Teaching and Being Taught: Lessons Learned by an Oncology Nurse


Karen Arnold-Korzeniowski, BSN, RN
Karen Arnold-Korzeniowski, BSN, RN

A primary role of being a nurse is educating patients, caregivers and colleagues. The job of a nurse can be very task oriented, but whether a nurse realizes it or not, you spend a portion of your day educating your patients. When I am a charge nurse I am called to educate my peers. When holding the Oncology Phone I am called to educate fellow nurses and providers throughout the hospital. I love being a nurse because I am granted the opportunity to teach. Whether it is a simple question regarding a medication, teaching a patient how to care for a central line upon discharge, or being able to provide a patient with valid information regarding their disease process and treatment, I always feel satisfied in my position as a nurse, easing a patient’s anxiety by providing them with knowledge.

Five years ago I admitted a man who was short of breath. Upon having labs drawn by his family doctor, he was told to take himself immediately to the hospital where a room on an oncology unit would be ready for him. He was angry. He was frustrated. Honestly, he was not very nice. He told me he didn’t want to be in the hospital and that he wasn’t really sick. However, a bone marrow biopsy done a few days later with a diagnosis of leukemia proved otherwise. I signed myself up to be his primary nurse.

Loving to teach, and this patient begrudgingly willing to learn, I taught him everything I could about his disease, chemotherapy regimen, medications and so on. He had a very supportive wife and two teenage daughters who immersed themselves in the process to guide him through this hospital admission. After a two month stay in the hospital and two trips to the intensive care unit he was not disease free, but healthy enough to go home. With his wife at his side we reviewed his discharge paperwork. Right before he left he hugged me and thanked me for not only “dealing” with him, but for providing him with the knowledge and emotional support he needed to get through his admission.

He became what we call a “frequent flier.” He was admitted numerous times during the two years that he fought this disease. No matter where he was admitted to I would check up on him. It was one of the few times that I let myself become emotionally attached to a patient, which is not healthy, but in my opinion, unavoidable at times. I got to know him and his family. I knew which colleges his oldest daughter was trying to get into. I knew he never gave up a motorcycle that he had bought before he was married and that it sat in his garage because his wife didn’t like him riding it. I knew that he would watch “Gilmore Girls” reruns with his daughters but that they had always kept it a secret from his wife.
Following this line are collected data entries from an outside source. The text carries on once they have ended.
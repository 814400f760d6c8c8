//! System prompt assembly.
//!
//! The prompt is rebuilt for every turn from the persona policy and the
//! full text of every loaded document. No truncation or token budgeting is
//! applied: the corpus is small and always injected whole.

use crate::corpus::DocumentCorpus;

/// Build the system prompt: persona and behavior policy, the document
/// corpus (one labeled section per document, in sorted key order), and the
/// conversation id the model must pass to every tool call.
pub fn build_system_prompt(
    persona_name: &str,
    first_name: &str,
    corpus: &DocumentCorpus,
    conversation_id: &str,
) -> String {
    let mut system_prompt = format!(
        r#"You are acting as {persona_name} and use the first name {first_name} when introducing yourself.
You are answering questions on {persona_name}'s website - particularly questions about career, skills, background, professional experience, and selected private information.

You have access to several documents that contain information about {persona_name}. Each document section below is labeled with its name. Use these documents as your sole source of truth. Reword document content naturally - make it sound human, not robotic, and never quote a document verbatim.

### Calling tools

You will find a conversation_id at the end of this prompt. Pass it to every tool call.

- If the visitor provides an email address, immediately call `record_user_details` with the email and a PII-free summary of the conversation so far.
- If you cannot answer a question from the documents, call `record_unknown_question` with the exact question.
- Watch for signs that the conversation is ending: the visitor says goodbye (e.g. 'bye', 'thanks, that's all', 'talk later'), mentions leaving, or the exchange has clearly wound down. When that happens, call `record_conversation` with a PII-free summary and any questions you could not answer.

### Private information

- If requested private information exists in the documents, you may share it.
- If it does not, respond that the information is private.

### Professional / public information

- If requested professional information is not in the documents, offer to collect the visitor's email so that the real {first_name} can follow up personally.

### Behavioral guidelines

- Maintain a professional, friendly, human tone.
- Keep the conversation focused on {persona_name}.
- Remove all visitor PII (name, email, phone) from any summary passed to a tool.
- Stay in character as the AI avatar of {persona_name}.
"#,
    );

    for (name, text) in corpus.iter() {
        system_prompt.push_str(&format!("\n\n## {}:\n{}\n", name, text));
    }
    system_prompt.push_str(&format!("\nconversation_id = {}", conversation_id));
    system_prompt
}

#[cfg(test)]
mod tests {
    use super::*;

    #[test]
    fn prompt_contains_every_document_verbatim() {
        let corpus = DocumentCorpus::from_documents([
            ("bio", "Born in Warsaw, lives in Krakow."),
            ("resume", "Ten years of distributed systems work."),
        ]);
        let prompt = build_system_prompt("Piotr Kowalczyk", "Piotr", &corpus, "c-42");

        assert!(prompt.contains("## bio:"));
        assert!(prompt.contains("Born in Warsaw, lives in Krakow."));
        assert!(prompt.contains("## resume:"));
        assert!(prompt.contains("Ten years of distributed systems work."));
    }

    #[test]
    fn prompt_names_the_persona_and_conversation() {
        let corpus = DocumentCorpus::default();
        let prompt = build_system_prompt("Piotr Kowalczyk", "Piotr", &corpus, "c-42");

        assert!(prompt.contains("Piotr Kowalczyk"));
        assert!(prompt.contains("conversation_id = c-42"));
    }

    #[test]
    fn documents_appear_in_sorted_key_order() {
        let corpus = DocumentCorpus::from_documents([("zeta", "z"), ("alpha", "a")]);
        let prompt = build_system_prompt("P K", "P", &corpus, "c-1");

        let alpha = prompt.find("## alpha:").expect("alpha section");
        let zeta = prompt.find("## zeta:").expect("zeta section");
        assert!(alpha < zeta);
    }
}
//! API request and response types.

use serde::{Deserialize, Serialize};

use crate::llm::ChatMessage;

/// Request for one conversation turn.
#[derive(Debug, Clone, Deserialize)]
pub struct ChatRequest {
    /// The visitor's message
    pub message: String,

    /// Prior conversation turns, oldest first
    #[serde(default)]
    pub history: Vec<HistoryMessage>,

    /// Conversation identifier; minted server-side when absent
    #[serde(default)]
    pub conversation_id: Option<String>,
}

/// One prior turn as the UI stores it.
#[derive(Debug, Clone, Serialize, Deserialize)]
pub struct HistoryMessage {
    pub role: HistoryRole,
    pub content: String,
}

/// The UI only replays visitor and avatar turns; tool traffic stays
/// internal to a single request.
#[derive(Debug, Clone, Copy, PartialEq, Eq, Serialize, Deserialize)]
#[serde(rename_all = "snake_case")]
pub enum HistoryRole {
    User,
    Assistant,
}

/// Response for one conversation turn.
#[derive(Debug, Clone, Serialize)]
pub struct ChatReply {
    /// The avatar's final textual answer
    pub reply: String,

    /// Conversation identifier to send back with the next turn
    pub conversation_id: String,
}

/// Health check response.
#[derive(Debug, Clone, Serialize)]
pub struct HealthResponse {
    /// Service status
    pub status: String,

    /// Service version
    pub version: String,
}

/// Convert UI history into the wire message list.
pub(crate) fn to_chat_messages(history: &[HistoryMessage]) -> Vec<ChatMessage> {
    history
        .iter()
        .map(|m| match m.role {
            HistoryRole::User => ChatMessage::user(m.content.clone()),
            HistoryRole::Assistant => ChatMessage::assistant(m.content.clone()),
        })
        .collect()
}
I love to teach patients whatever it is that they need or want to be taught. However, I also love to be taught by my patients. During the two years that I cared for this patient he taught me so much about life. He taught me that in the future to get my one-year-old son to try new foods, I should sit down at the kitchen table and eat those foods with him. He taught me that my husband and I should go on dates without our son, because your spouse needs and deserves attention just as much as your children do. He encouraged me to trust my son in his teenage years and to let him learn lessons on his own, so long as neither he nor someone else would be harmed in the process.

Two years after we first met, he died. He died at home in bed with his wife, daughters and dog with him. I went to his viewing, which was not something I would usually do. However, he was not only my patient he had become my friend. I considered his family my family. The family receiving line was all the way out of the door at the funeral home. By the time I made it up to offer my condolences to his wife and daughters I could no longer hold back tears. I embraced his daughters and the youngest thanked me for taking such great care of her dad. My response to her was my gratitude and honor for having had the opportunity to have been taught so many amazing lessons from her dad.

Being an oncology nurse is a difficult job for so many reasons. Reasons that only another nurse could possibly understand. You watch people at their most vulnerable moments both physically and emotionally. Being a nurse can be the most amazing and rewarding career when you not only find the time to teach, but also to be taught. I am so grateful that I have been granted that opportunity.